**Task:** The lines to reproduce run from the first one below to the line containing "one user's game", both included. Reproduce them exactly and nothing else.

Source data
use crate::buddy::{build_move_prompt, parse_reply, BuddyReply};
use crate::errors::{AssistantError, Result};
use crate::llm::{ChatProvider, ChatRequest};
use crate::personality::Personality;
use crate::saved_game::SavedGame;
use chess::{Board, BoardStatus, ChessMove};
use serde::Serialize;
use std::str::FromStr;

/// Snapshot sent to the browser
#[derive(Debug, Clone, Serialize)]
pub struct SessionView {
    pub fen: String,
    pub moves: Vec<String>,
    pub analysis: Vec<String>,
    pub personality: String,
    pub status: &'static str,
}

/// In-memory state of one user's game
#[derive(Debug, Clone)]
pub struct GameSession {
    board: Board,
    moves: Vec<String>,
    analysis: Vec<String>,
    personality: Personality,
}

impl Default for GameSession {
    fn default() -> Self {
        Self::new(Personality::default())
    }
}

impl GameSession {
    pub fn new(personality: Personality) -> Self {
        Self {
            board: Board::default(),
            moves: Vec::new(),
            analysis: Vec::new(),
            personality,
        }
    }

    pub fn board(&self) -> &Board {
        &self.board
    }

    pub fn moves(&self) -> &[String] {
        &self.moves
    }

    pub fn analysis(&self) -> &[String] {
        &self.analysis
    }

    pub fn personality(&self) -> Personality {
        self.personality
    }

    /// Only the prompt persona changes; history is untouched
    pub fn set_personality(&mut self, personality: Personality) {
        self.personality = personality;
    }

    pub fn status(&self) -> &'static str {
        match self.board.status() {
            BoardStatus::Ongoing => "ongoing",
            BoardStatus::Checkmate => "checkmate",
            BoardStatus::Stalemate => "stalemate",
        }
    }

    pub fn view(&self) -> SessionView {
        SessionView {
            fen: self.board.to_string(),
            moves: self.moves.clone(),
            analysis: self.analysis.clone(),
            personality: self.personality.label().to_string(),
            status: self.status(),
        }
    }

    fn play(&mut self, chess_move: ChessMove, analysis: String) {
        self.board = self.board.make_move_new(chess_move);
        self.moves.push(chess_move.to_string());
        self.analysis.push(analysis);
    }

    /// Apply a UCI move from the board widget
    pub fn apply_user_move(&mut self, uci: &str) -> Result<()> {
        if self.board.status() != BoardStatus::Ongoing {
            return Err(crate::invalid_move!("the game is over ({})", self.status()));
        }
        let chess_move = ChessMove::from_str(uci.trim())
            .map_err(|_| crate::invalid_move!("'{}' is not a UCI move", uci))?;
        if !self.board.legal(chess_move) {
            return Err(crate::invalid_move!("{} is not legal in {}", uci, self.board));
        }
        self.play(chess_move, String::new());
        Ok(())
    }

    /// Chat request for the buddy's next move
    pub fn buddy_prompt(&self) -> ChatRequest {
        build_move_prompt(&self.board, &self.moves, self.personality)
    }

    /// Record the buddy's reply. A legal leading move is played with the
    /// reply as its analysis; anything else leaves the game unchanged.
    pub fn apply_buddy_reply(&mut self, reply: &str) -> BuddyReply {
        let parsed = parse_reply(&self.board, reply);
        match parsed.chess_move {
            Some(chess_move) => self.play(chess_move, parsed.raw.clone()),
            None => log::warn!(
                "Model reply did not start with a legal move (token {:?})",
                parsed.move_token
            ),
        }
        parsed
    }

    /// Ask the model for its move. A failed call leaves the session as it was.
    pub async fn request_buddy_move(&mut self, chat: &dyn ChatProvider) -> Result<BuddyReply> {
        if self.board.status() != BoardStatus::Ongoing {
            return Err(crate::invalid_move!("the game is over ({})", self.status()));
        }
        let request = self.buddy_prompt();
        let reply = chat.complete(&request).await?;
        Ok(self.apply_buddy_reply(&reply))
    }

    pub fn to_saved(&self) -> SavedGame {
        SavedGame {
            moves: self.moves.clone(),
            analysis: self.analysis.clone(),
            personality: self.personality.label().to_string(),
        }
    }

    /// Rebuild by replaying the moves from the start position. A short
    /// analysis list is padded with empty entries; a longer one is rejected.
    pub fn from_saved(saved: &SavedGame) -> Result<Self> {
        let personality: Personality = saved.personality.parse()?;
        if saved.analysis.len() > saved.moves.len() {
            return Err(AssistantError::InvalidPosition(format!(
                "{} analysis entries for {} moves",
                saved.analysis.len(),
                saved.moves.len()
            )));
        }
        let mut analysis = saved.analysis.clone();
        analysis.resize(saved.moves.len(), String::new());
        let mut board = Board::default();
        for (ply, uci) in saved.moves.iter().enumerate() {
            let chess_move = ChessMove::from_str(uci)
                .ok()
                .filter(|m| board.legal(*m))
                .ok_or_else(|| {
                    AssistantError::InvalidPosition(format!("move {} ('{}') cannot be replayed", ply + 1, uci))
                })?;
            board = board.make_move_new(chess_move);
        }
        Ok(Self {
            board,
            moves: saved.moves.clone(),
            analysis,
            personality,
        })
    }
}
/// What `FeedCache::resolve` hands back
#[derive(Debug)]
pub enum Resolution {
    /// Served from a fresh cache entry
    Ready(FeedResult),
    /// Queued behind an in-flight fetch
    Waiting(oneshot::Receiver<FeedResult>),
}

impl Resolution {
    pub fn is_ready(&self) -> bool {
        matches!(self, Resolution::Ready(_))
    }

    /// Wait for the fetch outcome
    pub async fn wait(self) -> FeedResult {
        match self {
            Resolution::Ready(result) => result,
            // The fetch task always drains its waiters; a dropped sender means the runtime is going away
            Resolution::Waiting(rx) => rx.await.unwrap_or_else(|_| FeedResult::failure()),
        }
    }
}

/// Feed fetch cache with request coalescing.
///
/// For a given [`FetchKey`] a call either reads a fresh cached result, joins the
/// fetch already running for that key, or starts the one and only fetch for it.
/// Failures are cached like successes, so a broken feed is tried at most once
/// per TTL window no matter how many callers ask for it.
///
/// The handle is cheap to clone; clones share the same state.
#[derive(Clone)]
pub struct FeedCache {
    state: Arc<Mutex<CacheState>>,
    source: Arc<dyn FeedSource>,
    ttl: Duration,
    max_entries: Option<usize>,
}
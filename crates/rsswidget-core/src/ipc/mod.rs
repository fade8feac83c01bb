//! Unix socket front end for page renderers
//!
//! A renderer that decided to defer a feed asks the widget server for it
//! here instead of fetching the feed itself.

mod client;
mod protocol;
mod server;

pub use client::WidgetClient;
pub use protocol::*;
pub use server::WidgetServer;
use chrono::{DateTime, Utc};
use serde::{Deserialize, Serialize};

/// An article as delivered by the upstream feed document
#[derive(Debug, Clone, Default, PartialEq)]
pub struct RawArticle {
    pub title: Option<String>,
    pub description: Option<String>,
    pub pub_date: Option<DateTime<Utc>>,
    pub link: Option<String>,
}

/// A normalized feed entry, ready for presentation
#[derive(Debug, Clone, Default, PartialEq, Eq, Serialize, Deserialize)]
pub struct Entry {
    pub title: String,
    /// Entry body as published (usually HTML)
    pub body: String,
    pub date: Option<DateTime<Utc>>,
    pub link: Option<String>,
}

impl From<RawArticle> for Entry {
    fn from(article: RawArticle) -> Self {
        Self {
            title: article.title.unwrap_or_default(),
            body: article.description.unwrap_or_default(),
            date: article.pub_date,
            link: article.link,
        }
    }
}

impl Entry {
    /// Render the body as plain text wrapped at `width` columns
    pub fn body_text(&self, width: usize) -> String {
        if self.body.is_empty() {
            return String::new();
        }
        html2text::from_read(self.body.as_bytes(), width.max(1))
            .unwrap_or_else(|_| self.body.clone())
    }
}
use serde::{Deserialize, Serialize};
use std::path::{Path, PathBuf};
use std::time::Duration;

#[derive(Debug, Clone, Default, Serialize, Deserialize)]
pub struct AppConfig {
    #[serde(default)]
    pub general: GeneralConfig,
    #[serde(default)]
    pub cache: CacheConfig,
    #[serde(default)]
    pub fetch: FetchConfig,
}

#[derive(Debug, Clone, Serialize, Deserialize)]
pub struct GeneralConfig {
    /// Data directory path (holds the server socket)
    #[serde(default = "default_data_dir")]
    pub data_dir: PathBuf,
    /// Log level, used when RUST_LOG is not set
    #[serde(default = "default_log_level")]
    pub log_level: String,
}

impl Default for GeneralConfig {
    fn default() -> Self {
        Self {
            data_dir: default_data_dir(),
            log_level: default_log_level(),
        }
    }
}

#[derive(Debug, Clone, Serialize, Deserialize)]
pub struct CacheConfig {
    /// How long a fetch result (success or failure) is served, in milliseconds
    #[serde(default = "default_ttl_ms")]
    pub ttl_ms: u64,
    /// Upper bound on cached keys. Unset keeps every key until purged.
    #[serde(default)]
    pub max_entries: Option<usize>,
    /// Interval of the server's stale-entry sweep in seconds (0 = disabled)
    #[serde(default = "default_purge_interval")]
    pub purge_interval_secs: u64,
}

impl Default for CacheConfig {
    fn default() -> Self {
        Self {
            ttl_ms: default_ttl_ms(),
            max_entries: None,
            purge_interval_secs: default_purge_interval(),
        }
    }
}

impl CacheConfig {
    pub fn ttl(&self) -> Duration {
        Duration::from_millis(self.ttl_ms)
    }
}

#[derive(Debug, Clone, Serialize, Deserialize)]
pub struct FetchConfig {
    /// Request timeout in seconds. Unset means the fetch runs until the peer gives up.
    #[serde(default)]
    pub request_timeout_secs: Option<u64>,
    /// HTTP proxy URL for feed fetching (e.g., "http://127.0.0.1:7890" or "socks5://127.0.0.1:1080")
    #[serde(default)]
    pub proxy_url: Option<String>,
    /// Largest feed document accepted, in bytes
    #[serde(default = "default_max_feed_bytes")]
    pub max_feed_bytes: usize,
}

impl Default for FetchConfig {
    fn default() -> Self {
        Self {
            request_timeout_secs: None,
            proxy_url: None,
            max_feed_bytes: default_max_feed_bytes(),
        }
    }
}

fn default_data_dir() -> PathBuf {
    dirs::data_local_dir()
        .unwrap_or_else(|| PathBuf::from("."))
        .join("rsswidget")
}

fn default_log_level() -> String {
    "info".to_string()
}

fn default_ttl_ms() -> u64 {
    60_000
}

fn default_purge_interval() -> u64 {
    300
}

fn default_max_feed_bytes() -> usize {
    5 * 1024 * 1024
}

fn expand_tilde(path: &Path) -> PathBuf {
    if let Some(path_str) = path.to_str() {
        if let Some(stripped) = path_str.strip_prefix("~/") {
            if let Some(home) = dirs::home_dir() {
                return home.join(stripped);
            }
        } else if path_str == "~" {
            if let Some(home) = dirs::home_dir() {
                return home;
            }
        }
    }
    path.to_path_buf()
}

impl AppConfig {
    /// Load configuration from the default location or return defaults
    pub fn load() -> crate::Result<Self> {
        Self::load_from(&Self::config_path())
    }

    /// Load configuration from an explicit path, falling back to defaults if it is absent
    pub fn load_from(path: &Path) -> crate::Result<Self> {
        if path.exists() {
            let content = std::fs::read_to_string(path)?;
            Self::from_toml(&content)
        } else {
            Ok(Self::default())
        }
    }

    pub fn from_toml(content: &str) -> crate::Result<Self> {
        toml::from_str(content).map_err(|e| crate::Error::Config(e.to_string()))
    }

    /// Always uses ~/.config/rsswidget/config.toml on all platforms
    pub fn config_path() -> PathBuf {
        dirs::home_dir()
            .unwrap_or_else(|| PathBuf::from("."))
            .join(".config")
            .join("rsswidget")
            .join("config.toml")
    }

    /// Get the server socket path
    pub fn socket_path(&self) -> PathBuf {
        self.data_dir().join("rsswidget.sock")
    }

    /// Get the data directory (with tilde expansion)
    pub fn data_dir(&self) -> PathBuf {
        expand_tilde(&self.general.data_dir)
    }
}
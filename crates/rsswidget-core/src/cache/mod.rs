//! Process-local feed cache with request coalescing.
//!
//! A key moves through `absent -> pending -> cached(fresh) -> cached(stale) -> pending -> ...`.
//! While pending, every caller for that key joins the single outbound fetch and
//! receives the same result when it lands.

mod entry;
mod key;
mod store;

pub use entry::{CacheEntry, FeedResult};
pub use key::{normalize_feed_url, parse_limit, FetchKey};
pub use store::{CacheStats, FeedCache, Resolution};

**Task output:**
use crate::buddy::{build_move_prompt, parse_reply, BuddyReply};
use crate::errors::{AssistantError, Result};
use crate::llm::{ChatProvider, ChatRequest};
use crate::personality::Personality;
use crate::saved_game::SavedGame;
use chess::{Board, BoardStatus, ChessMove};
use serde::Serialize;
use std::str::FromStr;

/// Snapshot sent to the browser
#[derive(Debug, Clone, Serialize)]
pub struct SessionView {
    pub fen: String,
    pub moves: Vec<String>,
    pub analysis: Vec<String>,
    pub personality: String,
    pub status: &'static str,
}

/// In-memory state of one user's game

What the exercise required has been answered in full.